だから高市が標的に…中国は大喜び! 竹中平蔵「立憲・岡田議員は外交的センスが欠如」詰問に苦言 “経済と外交で綱渡り状態に陥った日本”
岡田議員の「外交的センスの欠如」
野党側、具体的には立憲民主党の岡田克也議員が国会の場で執拗にこの点を問い詰め、それに対して高市早苗さんたちがポロッと本音の答弁をしてしまった。これは、高市さんも口が滑ったのでしょうが、岡田議員も外交的センスが欠如していると言わざるを得ません。 「台湾を巡りアメリカが中国と戦闘状態になれば、日本にも火の粉が降りかかる」。これは日本政府内では誰もが理解している「暗黙の了解」であり、中国政府だって「日本はそう動くだろう」と分析済みの話です。しかし、それを公の場で「言語化」してしまったことが問題です。言わなくてもいいことを言った結果、現状維持のバランスが崩れ、中国側に反発の口実を与えてしまったのです。
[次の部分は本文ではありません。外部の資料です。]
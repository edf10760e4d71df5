use flowline::{PipelineError, Stream};

#[test]
fn test_filter_keeps_order() {
    let collected = Stream::from_vec((1..=10).collect::<Vec<i32>>())
        .filter(|n| n % 2 == 0)
        .collect()
        .expect("collect failed");
    assert_eq!(collected, vec![2, 4, 6, 8, 10]);
}

#[test]
fn test_map_preserves_length_and_order() {
    let source: Vec<i64> = (0..100).collect();
    let expected: Vec<i64> = source.iter().map(|n| n * n).collect();

    let collected = Stream::from_vec(source)
        .map(|n| n * n)
        .collect()
        .expect("collect failed");
    assert_eq!(collected, expected);
}

#[test]
fn test_flat_map_expands_in_order() {
    let collected = Stream::from_vec(vec![1, 2, 3])
        .flat_map(|n| (0..n).map(|_| n).collect())
        .collect()
        .expect("collect failed");
    assert_eq!(collected, vec![1, 2, 2, 3, 3, 3]);
}

#[test]
fn test_flat_map_can_drop_elements() {
    let collected = Stream::from_vec(vec![1, 2, 3, 4])
        .flat_map(|n| if n % 2 == 0 { vec![n] } else { vec![] })
        .collect()
        .expect("collect failed");
    assert_eq!(collected, vec![2, 4]);
}

#[test]
fn test_limit_takes_prefix() {
    let collected = Stream::from_vec((1..=10).collect::<Vec<i32>>())
        .limit(3)
        .collect()
        .expect("collect failed");
    assert_eq!(collected, vec![1, 2, 3]);
}

#[test]
fn test_limit_beyond_length_is_noop() {
    let collected = Stream::from_vec(vec![1, 2, 3])
        .limit(99)
        .collect()
        .expect("collect failed");
    assert_eq!(collected, vec![1, 2, 3]);
}

#[test]
fn test_limit_zero_is_empty() {
    let collected = Stream::from_vec(vec![1, 2, 3])
        .limit(0)
        .collect()
        .expect("collect failed");
    assert!(collected.is_empty());
}

#[test]
fn test_limit_cancels_large_upstream() {
    // The source never finishes sending 1M elements; the limit stage must
    // cut it off instead of deadlocking or leaking the producer thread.
    let collected = Stream::from_vec((0..1_000_000).collect::<Vec<u32>>())
        .map(|n| n + 1)
        .limit(5)
        .collect()
        .expect("collect failed");
    assert_eq!(collected, vec![1, 2, 3, 4, 5]);
}

#[test]
fn test_parallel_is_permutation() {
    let source: Vec<u32> = (0..500).collect();
    let mut collected = Stream::from_vec(source.clone())
        .parallel(4)
        .expect("parallel failed")
        .collect()
        .expect("collect failed");

    assert_eq!(collected.len(), source.len());
    collected.sort_unstable();
    assert_eq!(collected, source);
}

#[test]
fn test_parallel_single_worker_preserves_order() {
    let source: Vec<u32> = (0..100).collect();
    let collected = Stream::from_vec(source.clone())
        .parallel(1)
        .expect("parallel failed")
        .collect()
        .expect("collect failed");
    assert_eq!(collected, source);
}

#[test]
fn test_parallel_more_workers_than_elements() {
    let mut collected = Stream::from_vec(vec![1, 2, 3])
        .parallel(16)
        .expect("parallel failed")
        .collect()
        .expect("collect failed");
    collected.sort_unstable();
    assert_eq!(collected, vec![1, 2, 3]);
}

#[test]
fn test_parallel_zero_workers_is_error() {
    let result = Stream::from_vec(vec![1, 2, 3]).parallel(0);
    assert!(matches!(result, Err(PipelineError::NoWorkers)));
}

#[test]
fn test_reduce_is_left_fold() {
    let total = Stream::from_vec((1..=10).collect::<Vec<i32>>())
        .reduce(0, |acc, n| acc + n)
        .expect("reduce failed");
    assert_eq!(total, 55);
}

#[test]
fn test_reduce_after_stages() {
    // Sum of doubled evens from 1..=10: (2+4+6+8+10) * 2 = 60.
    let total = Stream::from_vec((1..=10).collect::<Vec<i32>>())
        .filter(|n| n % 2 == 0)
        .map(|n| n * 2)
        .reduce(0, |acc, n| acc + n)
        .expect("reduce failed");
    assert_eq!(total, 60);
}

#[test]
fn test_reduce_empty_source_yields_initial() {
    let total = Stream::from_vec(Vec::<i32>::new())
        .reduce(42, |acc, n| acc + n)
        .expect("reduce failed");
    assert_eq!(total, 42);
}

#[test]
fn test_empty_source_through_stages() {
    let collected = Stream::from_vec(Vec::<i32>::new())
        .filter(|_| true)
        .map(|n| n)
        .collect()
        .expect("collect failed");
    assert!(collected.is_empty());
}

#[test]
fn test_always_true_filter_is_noop() {
    let source = vec![5, 3, 8, 1];
    let collected = Stream::from_vec(source.clone())
        .filter(|_| true)
        .collect()
        .expect("collect failed");
    assert_eq!(collected, source);
}

#[test]
fn test_panicking_map_surfaces_error() {
    let result = Stream::from_vec(vec![1, 2, 3])
        .map(|n| {
            if n == 2 {
                panic!("boom");
            }
            n
        })
        .collect();

    match result {
        Err(PipelineError::StagePanicked { stage }) => assert_eq!(stage, "map"),
        other => panic!("expected StagePanicked, got {other:?}"),
    }
}

#[test]
fn test_panic_mid_chain_does_not_hang_terminal() {
    // Downstream of the panicked stage sees a closed channel; the terminal
    // must still join everything and report the panic.
    let result = Stream::from_vec((0..100).collect::<Vec<i32>>())
        .map(|n| {
            if n == 50 {
                panic!("halfway");
            }
            n
        })
        .filter(|n| n % 2 == 0)
        .reduce(0, |acc, n| acc + n);
    assert!(matches!(result, Err(PipelineError::StagePanicked { .. })));
}

#[test]
fn test_stats_count_forwarded_and_discarded() {
    let stream = Stream::from_vec((1..=10).collect::<Vec<i32>>()).filter(|n| n % 2 == 0);
    let stats = stream.stats();

    let collected = stream.collect().expect("collect failed");
    assert_eq!(collected.len(), 5);

    let snapshots = stats.snapshot();
    assert_eq!(snapshots.len(), 2);
    assert_eq!(snapshots[0].name, "source");
    assert_eq!(snapshots[0].forwarded, 10);
    assert_eq!(snapshots[1].name, "filter");
    assert_eq!(snapshots[1].forwarded, 5);
    assert_eq!(snapshots[1].discarded, 5);
}

#[test]
fn test_long_chain_end_to_end() {
    let collected = Stream::from_vec((1..=20).collect::<Vec<i32>>())
        .filter(|n| n % 2 == 0)
        .map(|n| n + 1)
        .flat_map(|n| vec![n, n])
        .limit(6)
        .collect()
        .expect("collect failed");
    assert_eq!(collected, vec![3, 3, 5, 5, 7, 7]);
}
発言そのものは間違っていた訳ではありませんが、一度口に出してしまった言葉は、もう取り消すことができません。 では、なぜ中国はこの発言に対して、これほどまでに過敏に反応し、制裁を示唆するような動きを見せているのでしょうか。単にメンツの問題だけではありません。ここには中国国内の深刻な経済事情と政治事情が絡んでいます。 端的に言えば、中国は「外に敵を作る」必要があったのです。
中国が日本の失言に飛びついた「真の理由」
現在の中国経済は、皆さんが想像している以上に悪い状況にあります。長年続いた不動産バブルが崩壊し、かつてのような高い経済成長率はもう望めません。去年より今年、今年より来年と、成長率が徐々に低下していくのは不可避のトレンドです。これまで中国共産党は、圧倒的な経済成長という果実を国民に与えることで、一党独裁の矛盾や社会的不満を覆い隠してきました。チャーチルが述べたように「成長は全ての矛盾を癒やす」というわけです。しかし、その成長が止まった今、隠されていた矛盾が一気に噴出し始めています。 さらに深刻なのが、現在の共産党指導部に対する国民の視線です。中国には「科挙」の伝統があります。激しい競争を勝ち抜いてきたエリートに対するリスペクトが社会の根底にあるのです。かつての共産党指導部には、共産主義青年団(共青団)出身者のように、実力でのし上がってきたテクノクラートたちがいました。しかし、習近平体制下でバランスが崩れ、いわゆる「太子党」(親の七光りで権力を持った二世、三世たち)による支配が強まっています。